Create a conda environment (see UCX-Py docs)
mamba create -n ucxpy -c rapidsai -c conda-forge -c nvidia rapids=24.10 python=3.12 cuda-version=12.5 ipython ucx-proc=*=gpu ucx ucx-py dask distributed numpy cupy pytest pynvml -y mamba activate ucxpy
Clone UCX-Py repo locally
git clone https://github.com/rapidsai/ucx-py.git
cd ucx-py
Run Tests#
Start by running the UCX-Py test suite, from within the ucx-py
repo:
pytest -vs tests/
pytest -vs ucp/_libs/tests/
Now check to see if InfiniBand works, for that you can run some of the benchmarks that we include in UCX-Py, for example:
# cd out of the ucx-py directory
cd ..
# Let UCX pick the best transport (expecting NVLink when available,
# otherwise InfiniBand, or TCP in worst case) on devices 0 and 1
python -m ucp.benchmarks.send_recv --server-dev 0 --client-dev 1 -o rmm --reuse-alloc -n 128MiB
# Force TCP-only on devices 0 and 1
UCX_TLS=tcp,cuda_copy python -m ucp.benchmarks.send_recv --server-dev 0 --client-dev 1 -o rmm --reuse-alloc -n 128MiB
We expect the first case above to have much higher bandwidth than the second. If you happen to have both
NVLink and InfiniBand connectivity, then you may limit to the specific transport by specifying UCX_TLS
, e.g.:
# NVLink (if available) or TCP
UCX_TLS=tcp,cuda_copy,cuda_ipc
# InfiniBand (if available) or TCP
UCX_TLS=tcp,cuda_copy,rc
Run Benchmarks#
Finally, let’s run the merge benchmark from dask-cuda
.
This benchmark uses Dask to perform a merge of two dataframes that are distributed across all the available GPUs on your VM. Merges are a challenging benchmark in a distributed setting since they require communication-intensive shuffle operations of the participating dataframes (see the Dask documentation for more on this type of operation). To perform the merge, each dataframe is shuffled such that rows with the same join key appear on the same GPU. This results in an all-to-all communication pattern which requires a lot of communication between the GPUs. As a result, network performance will be very important for the throughput of the benchmark.

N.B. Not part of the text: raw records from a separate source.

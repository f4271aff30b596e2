//! Shell completions command implementation.

use std::io::{self, Write};

use clap::CommandFactory;
use clap_complete::{generate, Shell as ClapShell};

use crate::cli::{Cli, Shell};

impl From<Shell> for ClapShell {
    fn from(shell: Shell) -> Self {
        match shell {
            Shell::Bash => ClapShell::Bash,
            Shell::Zsh => ClapShell::Zsh,
            Shell::Fish => ClapShell::Fish,
            Shell::Powershell => ClapShell::PowerShell,
        }
    }
}

fn write_completions(shell: Shell, out: &mut dyn Write) {
    let mut cmd = Cli::command();
    generate(ClapShell::from(shell), &mut cmd, "vf", out);
}

/// Generates shell completions and writes them to stdout.
///
/// # Errors
///
/// Returns an error if writing to stdout fails.
pub fn execute(shell: Shell) -> io::Result<()> {
    let mut stdout = io::stdout().lock();
    write_completions(shell, &mut stdout);
    stdout.flush()
}

#[cfg(test)]
mod tests {
    use super::*;

    fn completions(shell: Shell) -> String {
        let mut buf = Vec::new();
        write_completions(shell, &mut buf);
        String::from_utf8(buf).unwrap()
    }

    #[test]
    fn test_shell_mapping() {
        assert!(matches!(ClapShell::from(Shell::Bash), ClapShell::Bash));
        assert!(matches!(ClapShell::from(Shell::Zsh), ClapShell::Zsh));
        assert!(matches!(ClapShell::from(Shell::Fish), ClapShell::Fish));
        assert!(matches!(
            ClapShell::from(Shell::Powershell),
            ClapShell::PowerShell
        ));
    }

    #[test]
    fn test_bash_completions_mention_subcommands() {
        let script = completions(Shell::Bash);
        assert!(script.contains("vf"));
        assert!(script.contains("render"));
        assert!(script.contains("tokens"));
    }

    #[test]
    fn test_fish_completions_list_backends() {
        let script = completions(Shell::Fish);
        assert!(script.contains("pgvector"));
        assert!(script.contains("neo4j"));
    }
}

Below we are running for devices 0 through 7 (inclusive), you will want to adjust that for the number of devices available on your VM, the default
is to run on GPU 0 only. Additionally, --chunk-size 100_000_000
is a safe value for 32GB GPUs, you may
adjust that proportional to the size of the GPU you have (it scales linearly, so 50_000_000
should
be good for 16GB or 150_000_000
for 48GB).
# Default Dask TCP communication protocol
python -m dask_cuda.benchmarks.local_cudf_merge --devs 0,1,2,3,4,5,6,7 --chunk-size 100_000_000 --no-show-p2p-bandwidth
Merge benchmark
--------------------------------------------------------------------------------
Backend | dask
Merge type | gpu
Rows-per-chunk | 100000000
Base-chunks | 8
Other-chunks | 8
Broadcast | default
Protocol | tcp
Device(s) | 0,1,2,3,4,5,6,7
RMM Pool | True
Frac-match | 0.3
Worker thread(s) | 1
Data processed | 23.84 GiB
Number of workers | 8
================================================================================
Wall clock | Throughput
--------------------------------------------------------------------------------
48.51 s | 503.25 MiB/s
47.85 s | 510.23 MiB/s
41.20 s | 592.57 MiB/s
================================================================================
Throughput | 532.43 MiB/s +/- 22.13 MiB/s
Bandwidth | 44.76 MiB/s +/- 0.93 MiB/s
Wall clock | 45.85 s +/- 3.30 s
# UCX protocol
python -m dask_cuda.benchmarks.local_cudf_merge --devs 0,1,2,3,4,5,6,7 --chunk-size 100_000_000 --protocol ucx --no-show-p2p-bandwidth
Merge benchmark
--------------------------------------------------------------------------------
Backend | dask
Merge type | gpu
Rows-per-chunk | 100000000
Base-chunks | 8
Other-chunks | 8
Broadcast | default
Protocol | ucx
Device(s) | 0,1,2,3,4,5,6,7
RMM Pool | True
Frac-match | 0.3
TCP | None
InfiniBand | None
NVLink | None
Worker thread(s) | 1
Data processed | 23.84 GiB
Number of workers | 8
================================================================================
Wall clock | Throughput
--------------------------------------------------------------------------------
9.57 s | 2.49 GiB/s
6.01 s | 3.96 GiB/s
9.80 s | 2.43 GiB/s
================================================================================
Throughput | 2.82 GiB/s +/- 341.13 MiB/s
Bandwidth | 159.89 MiB/s +/- 8.96 MiB/s
Wall clock | 8.46 s +/- 1.73 s